Exercise description
Could you write out all the records once more, exactly?

Given records section start

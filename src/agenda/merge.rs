use std::collections::{BTreeMap, BTreeSet};

use chrono::NaiveDate;

use crate::core::Todo;
use crate::error::Result;
use crate::store::{self, StorageBackend};

/// Group to-dos by owning date, stamping `focus` on any without one.
/// Order within each date is preserved.
pub fn group_by_origin(todos: &[Todo], focus: NaiveDate) -> BTreeMap<NaiveDate, Vec<Todo>> {
    let mut grouped: BTreeMap<NaiveDate, Vec<Todo>> = BTreeMap::new();
    for todo in todos {
        let mut todo = todo.clone();
        todo.stamp_origin(focus);
        grouped.entry(todo.origin_or(focus)).or_default().push(todo);
    }
    grouped
}

/// Write an edited view back to the files that own its entries.
///
/// `previous` is what the view loaded, `next` what it holds now. Every date
/// owning an entry in either is re-read and rewritten once: entries the view
/// had loaded are replaced by the view's current entries for that date, and
/// anything else in the file is kept after them.
///
/// Returns the dates written, oldest first.
pub async fn save(
    storage: &dyn StorageBackend,
    focus: NaiveDate,
    previous: &[Todo],
    next: &[Todo],
) -> Result<Vec<NaiveDate>> {
    let mut next_by_date = group_by_origin(next, focus);
    let prev_by_date = group_by_origin(previous, focus);

    let dates: BTreeSet<NaiveDate> = next_by_date
        .keys()
        .chain(prev_by_date.keys())
        .copied()
        .collect();

    let mut written = Vec::with_capacity(dates.len());
    for date in dates {
        let stored = store::load_todos(storage, date).await?;
        let loaded = prev_by_date.get(&date).map(Vec::as_slice).unwrap_or(&[]);
        let untouched: Vec<Todo> = stored
            .into_iter()
            .filter(|s| !loaded.iter().any(|p| p.text == s.text))
            .collect();
        if !untouched.is_empty() {
            log::debug!("Keeping {} entries in {} the view never loaded", untouched.len(), date);
        }

        let mut content = next_by_date.remove(&date).unwrap_or_default();
        content.extend(untouched);
        store::save_todos(storage, date, &content).await?;
        written.push(date);
    }

    Ok(written)
}
pub mod recurrence;
pub mod reminder;
pub mod todo;

pub use recurrence::{Recurrence, RecurrenceKind};
pub use todo::{Todo, TodoId};
use serde::{Deserialize, Serialize};
use std::path::{Path, PathBuf};

use crate::agenda::DEFAULT_LOOKBACK_DAYS;
use crate::error::{Error, Result};
use crate::store::FsStorage;

/// Overrides `vault_path` when set.
pub const VAULT_ENV: &str = "DAYBOOK_VAULT";

fn default_vault_dir() -> PathBuf {
    dirs::data_local_dir()
        .unwrap_or_else(|| PathBuf::from("~/.local/share"))
        .join("daybook")
}

fn default_true() -> bool {
    true
}

fn default_lookback_days() -> u32 {
    DEFAULT_LOOKBACK_DAYS
}

#[derive(Clone, Debug, Deserialize, Eq, PartialEq, Serialize)]
pub struct DaybookConfig {
    /// Notes vault holding the `TODO` folder.
    #[serde(default)]
    pub vault_path: Option<PathBuf>,
    #[serde(default = "default_true", rename = "autoLaunch", alias = "auto_launch")]
    pub auto_launch: bool,
    #[serde(default)]
    pub debug_logging: bool,
    #[serde(default = "default_lookback_days")]
    pub lookback_days: u32,
}

impl Default for DaybookConfig {
    fn default() -> Self {
        Self {
            vault_path: None,
            auto_launch: true,
            debug_logging: false,
            lookback_days: DEFAULT_LOOKBACK_DAYS,
        }
    }
}

impl DaybookConfig {
    /// Where the config lives: `<config dir>/daybook/config.json`.
    pub fn default_path() -> Result<PathBuf> {
        dirs::config_dir()
            .map(|dir| dir.join("daybook").join("config.json"))
            .ok_or_else(|| Error::Config("no config directory on this platform".into()))
    }

    /// Load from the default path, applying the environment override.
    pub fn load() -> Result<Self> {
        let mut config = Self::load_from(&Self::default_path()?)?;
        if let Some(vault) = std::env::var_os(VAULT_ENV) {
            config.vault_path = Some(PathBuf::from(vault));
        }
        Ok(config)
    }

    /// Load from `path`; a missing file yields defaults.
    pub fn load_from(path: &Path) -> Result<Self> {
        match std::fs::read_to_string(path) {
            Ok(data) => Ok(serde_json::from_str(&data)?),
            Err(e) if e.kind() == std::io::ErrorKind::NotFound => Ok(Self::default()),
            Err(e) => Err(Error::io(path, e)),
        }
    }

    pub fn save(&self) -> Result<()> {
        self.save_to(&Self::default_path()?)
    }

    pub fn save_to(&self, path: &Path) -> Result<()> {
        if let Some(parent) = path.parent() {
            std::fs::create_dir_all(parent).map_err(|e| Error::io(parent, e))?;
        }
        let data = serde_json::to_string_pretty(self)?;
        std::fs::write(path, data).map_err(|e| Error::io(path, e))
    }

    pub fn vault_dir(&self) -> PathBuf {
        self.vault_path.clone().unwrap_or_else(default_vault_dir)
    }

    pub fn todo_dir(&self) -> PathBuf {
        self.vault_dir().join("TODO")
    }

    pub fn memo_dir(&self) -> PathBuf {
        self.todo_dir().join("memo")
    }

    /// Ensure the TODO and memo folders exist.
    pub fn ensure_folders(&self) -> Result<()> {
        let memo_dir = self.memo_dir();
        std::fs::create_dir_all(&memo_dir).map_err(|e| Error::io(&memo_dir, e))
    }

    /// Filesystem storage rooted at this config's TODO folder.
    pub fn storage(&self) -> FsStorage {
        FsStorage::new(self.todo_dir())
    }
}
//! Byte-level persistence for date files and memos.
//!
//! Each platform shell picks one backend at startup and hands it to the
//! agenda as `Arc<dyn StorageBackend>`.

pub mod cached;
pub mod fs;
pub mod memory;

use async_trait::async_trait;
use chrono::NaiveDate;

use crate::core::Todo;
use crate::error::{Error, Result};
use crate::markdown;

pub use cached::CachedStorage;
pub use fs::FsStorage;
pub use memory::MemoryStorage;

#[async_trait]
pub trait StorageBackend: Send + Sync {
    /// Raw text of the file for `date`, or `None` if there isn't one.
    async fn read_date_file(&self, date: NaiveDate) -> Result<Option<String>>;

    /// Replace the file for `date` with `text`.
    async fn write_date_file(&self, date: NaiveDate, text: &str) -> Result<()>;

    /// Every date that has a file, newest first.
    async fn list_dates(&self) -> Result<Vec<NaiveDate>>;

    async fn read_memo(&self, name: &str) -> Result<Option<String>>;

    async fn write_memo(&self, name: &str, text: &str) -> Result<()>;
}

/// Read and decode the to-dos stored for `date`. A missing file is empty.
pub async fn load_todos(storage: &dyn StorageBackend, date: NaiveDate) -> Result<Vec<Todo>> {
    let text = storage.read_date_file(date).await?;
    Ok(text.as_deref().map(markdown::decode).unwrap_or_default())
}

/// Encode and write the to-dos for `date`, replacing the whole file.
pub async fn save_todos(storage: &dyn StorageBackend, date: NaiveDate, todos: &[Todo]) -> Result<()> {
    let text = markdown::encode(date, todos);
    storage.write_date_file(date, &text).await?;
    log::info!("Wrote {} to-dos to {}", todos.len(), date);
    Ok(())
}

/// File name for a date: `2026-02-03.md`.
pub fn date_file_name(date: NaiveDate) -> String {
    format!("{}.md", date.format("%Y-%m-%d"))
}

/// Inverse of [`date_file_name`]; anything else is `None`.
pub fn parse_date_file_name(name: &str) -> Option<NaiveDate> {
    let stem = name.strip_suffix(".md")?;
    if stem.len() != 10 {
        return None;
    }
    NaiveDate::parse_from_str(stem, "%Y-%m-%d").ok()
}

/// Memo names become file names, so they can't contain path separators.
pub(crate) fn check_memo_name(name: &str) -> Result<()> {
    if name.is_empty() || name.contains(['/', '\\']) || name.starts_with('.') {
        return Err(Error::InvalidArgument(format!("bad memo name: {:?}", name)));
    }
    Ok(())
}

Given records section end

Exercise answer
filename src/agenda/merge.rs
use std::collections::{BTreeMap, BTreeSet};

use chrono::NaiveDate;

use crate::core::Todo;
use crate::error::Result;
use crate::store::{self, StorageBackend};

/// Group to-dos by owning date, stamping `focus` on any without one.
/// Order within each date is preserved.
pub fn group_by_origin(todos: &[Todo], focus: NaiveDate) -> BTreeMap<NaiveDate, Vec<Todo>> {
    let mut grouped: BTreeMap<NaiveDate, Vec<Todo>> = BTreeMap::new();
    for todo in todos {
        let mut todo = todo.clone();
        todo.stamp_origin(focus);
        grouped.entry(todo.origin_or(focus)).or_default().push(todo);
    }
    grouped
}

/// Write an edited view back to the files that own its entries.
///
/// `previous` is what the view loaded, `next` what it holds now. Every date
/// owning an entry in either is re-read and rewritten once: entries the view
/// had loaded are replaced by the view's current entries for that date, and
/// anything else in the file is kept after them.
///
/// Returns the dates written, oldest first.
pub async fn save(
    storage: &dyn StorageBackend,
    focus: NaiveDate,
    previous: &[Todo],
    next: &[Todo],
) -> Result<Vec<NaiveDate>> {
    let mut next_by_date = group_by_origin(next, focus);
    let prev_by_date = group_by_origin(previous, focus);

    let dates: BTreeSet<NaiveDate> = next_by_date
        .keys()
        .chain(prev_by_date.keys())
        .copied()
        .collect();

    let mut written = Vec::with_capacity(dates.len());
    for date in dates {
        let stored = store::load_todos(storage, date).await?;
        let loaded = prev_by_date.get(&date).map(Vec::as_slice).unwrap_or(&[]);
        let untouched: Vec<Todo> = stored
            .into_iter()
            .filter(|s| !loaded.iter().any(|p| p.text == s.text))
            .collect();
        if !untouched.is_empty() {
            log::debug!("Keeping {} entries in {} the view never loaded", untouched.len(), date);
        }

        let mut content = next_by_date.remove(&date).unwrap_or_default();
        content.extend(untouched);
        store::save_todos(storage, date, &content).await?;
        written.push(date);
    }

    Ok(written)
}
pub mod recurrence;
pub mod reminder;
pub mod todo;

pub use recurrence::{Recurrence, RecurrenceKind};
pub use todo::{Todo, TodoId};
use serde::{Deserialize, Serialize};
use std::path::{Path, PathBuf};

use crate::agenda::DEFAULT_LOOKBACK_DAYS;
use crate::error::{Error, Result};
use crate::store::FsStorage;

/// Overrides `vault_path` when set.
pub const VAULT_ENV: &str = "DAYBOOK_VAULT";

fn default_vault_dir() -> PathBuf {
    dirs::data_local_dir()
        .unwrap_or_else(|| PathBuf::from("~/.local/share"))
        .join("daybook")
}

fn default_true() -> bool {
    true
}

fn default_lookback_days() -> u32 {
    DEFAULT_LOOKBACK_DAYS
}

#[derive(Clone, Debug, Deserialize, Eq, PartialEq, Serialize)]
pub struct DaybookConfig {
    /// Notes vault holding the `TODO` folder.
    #[serde(default)]
    pub vault_path: Option<PathBuf>,
    #[serde(default = "default_true", rename = "autoLaunch", alias = "auto_launch")]
    pub auto_launch: bool,
    #[serde(default)]
    pub debug_logging: bool,
    #[serde(default = "default_lookback_days")]
    pub lookback_days: u32,
}

impl Default for DaybookConfig {
    fn default() -> Self {
        Self {
            vault_path: None,
            auto_launch: true,
            debug_logging: false,
            lookback_days: DEFAULT_LOOKBACK_DAYS,
        }
    }
}

impl DaybookConfig {
    /// Where the config lives: `<config dir>/daybook/config.json`.
    pub fn default_path() -> Result<PathBuf> {
        dirs::config_dir()
            .map(|dir| dir.join("daybook").join("config.json"))
            .ok_or_else(|| Error::Config("no config directory on this platform".into()))
    }

    /// Load from the default path, applying the environment override.
    pub fn load() -> Result<Self> {
        let mut config = Self::load_from(&Self::default_path()?)?;
        if let Some(vault) = std::env::var_os(VAULT_ENV) {
            config.vault_path = Some(PathBuf::from(vault));
        }
        Ok(config)
    }

    /// Load from `path`; a missing file yields defaults.
    pub fn load_from(path: &Path) -> Result<Self> {
        match std::fs::read_to_string(path) {
            Ok(data) => Ok(serde_json::from_str(&data)?),
            Err(e) if e.kind() == std::io::ErrorKind::NotFound => Ok(Self::default()),
            Err(e) => Err(Error::io(path, e)),
        }
    }

    pub fn save(&self) -> Result<()> {
        self.save_to(&Self::default_path()?)
    }

    pub fn save_to(&self, path: &Path) -> Result<()> {
        if let Some(parent) = path.parent() {
            std::fs::create_dir_all(parent).map_err(|e| Error::io(parent, e))?;
        }
        let data = serde_json::to_string_pretty(self)?;
        std::fs::write(path, data).map_err(|e| Error::io(path, e))
    }

    pub fn vault_dir(&self) -> PathBuf {
        self.vault_path.clone().unwrap_or_else(default_vault_dir)
    }

    pub fn todo_dir(&self) -> PathBuf {
        self.vault_dir().join("TODO")
    }

    pub fn memo_dir(&self) -> PathBuf {
        self.todo_dir().join("memo")
    }

    /// Ensure the TODO and memo folders exist.
    pub fn ensure_folders(&self) -> Result<()> {
        let memo_dir = self.memo_dir();
        std::fs::create_dir_all(&memo_dir).map_err(|e| Error::io(&memo_dir, e))
    }

    /// Filesystem storage rooted at this config's TODO folder.
    pub fn storage(&self) -> FsStorage {
        FsStorage::new(self.todo_dir())
    }
}
//! Byte-level persistence for date files and memos.
//!
//! Each platform shell picks one backend at startup and hands it to the
//! agenda as `Arc<dyn StorageBackend>`.

pub mod cached;
pub mod fs;
pub mod memory;

use async_trait::async_trait;
use chrono::NaiveDate;

use crate::core::Todo;
use crate::error::{Error, Result};
use crate::markdown;

pub use cached::CachedStorage;
pub use fs::FsStorage;
pub use memory::MemoryStorage;

#[async_trait]
pub trait StorageBackend: Send + Sync {
    /// Raw text of the file for `date`, or `None` if there isn't one.
    async fn read_date_file(&self, date: NaiveDate) -> Result<Option<String>>;

    /// Replace the file for `date` with `text`.
    async fn write_date_file(&self, date: NaiveDate, text: &str) -> Result<()>;

    /// Every date that has a file, newest first.
    async fn list_dates(&self) -> Result<Vec<NaiveDate>>;

    async fn read_memo(&self, name: &str) -> Result<Option<String>>;

    async fn write_memo(&self, name: &str, text: &str) -> Result<()>;
}

/// Read and decode the to-dos stored for `date`. A missing file is empty.
pub async fn load_todos(storage: &dyn StorageBackend, date: NaiveDate) -> Result<Vec<Todo>> {
    let text = storage.read_date_file(date).await?;
    Ok(text.as_deref().map(markdown::decode).unwrap_or_default())
}

/// Encode and write the to-dos for `date`, replacing the whole file.
pub async fn save_todos(storage: &dyn StorageBackend, date: NaiveDate, todos: &[Todo]) -> Result<()> {
    let text = markdown::encode(date, todos);
    storage.write_date_file(date, &text).await?;
    log::info!("Wrote {} to-dos to {}", todos.len(), date);
    Ok(())
}

/// File name for a date: `2026-02-03.md`.
pub fn date_file_name(date: NaiveDate) -> String {
    format!("{}.md", date.format("%Y-%m-%d"))
}

/// Inverse of [`date_file_name`]; anything else is `None`.
pub fn parse_date_file_name(name: &str) -> Option<NaiveDate> {
    let stem = name.strip_suffix(".md")?;
    if stem.len() != 10 {
        return None;
    }
    NaiveDate::parse_from_str(stem, "%Y-%m-%d").ok()
}

/// Memo names become file names, so they can't contain path separators.
pub(crate) fn check_memo_name(name: &str) -> Result<()> {
    if name.is_empty() || name.contains(['/', '\\']) || name.starts_with('.') {
        return Err(Error::InvalidArgument(format!("bad memo name: {:?}", name)));
    }
    Ok(())
}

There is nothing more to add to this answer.